Юрий Буйда: в отличие от осьминога, мы должны как-то осмыслить эту территорию

Юрий Буйда
Юрий Буйда

На Днях литературы Калининградской области выступил известный писатель Юрий Буйда. Автор романов и многочисленных рассказов в Калининграде, прежде всего известен «Прусской невестой» — книгой, в которой рассказывается история послевоенной Калининградской области. На встречах с читателями в Областной научной библиотеке и культпросветпространстве «Катарсис» Юрий Буйда говорил о наслоениях советского и немецкого, о кёнигсбергском тексте, любви к рассказу, насилии и важности осмысления той территории, на которой мы живём. 

О мифологии и «Прусской невесте»

— Когда я начинал писать книгу рассказов «Прусская невеста», то не задумывался ни о мифах, ни о мифотворчестве. Все вышло довольно случайно: главный редактор «Независимой газеты», в которой я тогда работал, однажды сказал: «Ты же из Калининградской области, из бывшей Восточной Пруссии, вот и напиши нам что-нибудь про нее». И примерно в то же время позвонил директор государственного архива Российской Федерации, сказал, что к ним привезли кучу папок переписку НКВД о депортации немцев из Восточной Пруссии, и я поехал в архив и стал, наверное, первым человеком, который прочел эти документы. Эти желтые папки валялись просто горами, и в этих папках машинописные листы, справки, справки, справки. Одна к одной, в каждой — детали, кто из немцев от голода умер, кто еще от чего. И все — с подписями Сталина, Серова. Никакого вымысла: попробуй-ка, напиши какую-нибудь выдумку для Берии, а Иван Александрович Серов был еще жёстче Берии. Он крымских татар выселял, немцев, другие народы, которые Сталин объявил вражескими. В общем, великий депортатор был.

Я прочел эти архивы, написал нормальный газетный текст о том, как проходила депортация немцев из Восточной Пруссии. Этот текст потом разные зарубежные издания переводили и перепечатывали — ведь вся эта история была рассказана впервые. Я только интервью успевал раздавать. Но редактор мне сказал: мол, да, это все очень хорошо, но у тебя же есть какая-то личная история, давай, напиши ее.
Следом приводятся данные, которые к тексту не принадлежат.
//! Commands module - CLI command implementations.

pub mod jobs;
pub mod migrate;
pub mod serve;
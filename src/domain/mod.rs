//! Domain layer - Core business entities and logic
//!
//! Entities, value objects and the matching domain service. Nothing in
//! here touches storage directly.

pub mod matching;
pub mod matching_rules;
pub mod message;
pub mod user;

pub use matching::{Matching, MatchingStatus};
pub use matching_rules::{MatchingDomainService, UserLookup};
pub use message::Message;
pub use user::{validate_email, User};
И я сел и левой ногой написал «Прусскую невесту», точнее то предисловие, которое открывает книгу рассказов «Прусская невеста». Потом перечитал, понял, что так безответственно относиться нельзя, переписал, и все это было напечатано впервые в «Независимой газете», на полосе, которая называлась «Стиль жизни». И вот это и стало первым толчком. Это стало тем, что, как говорится, всколыхнуло, и дальше уже пошло-поехало.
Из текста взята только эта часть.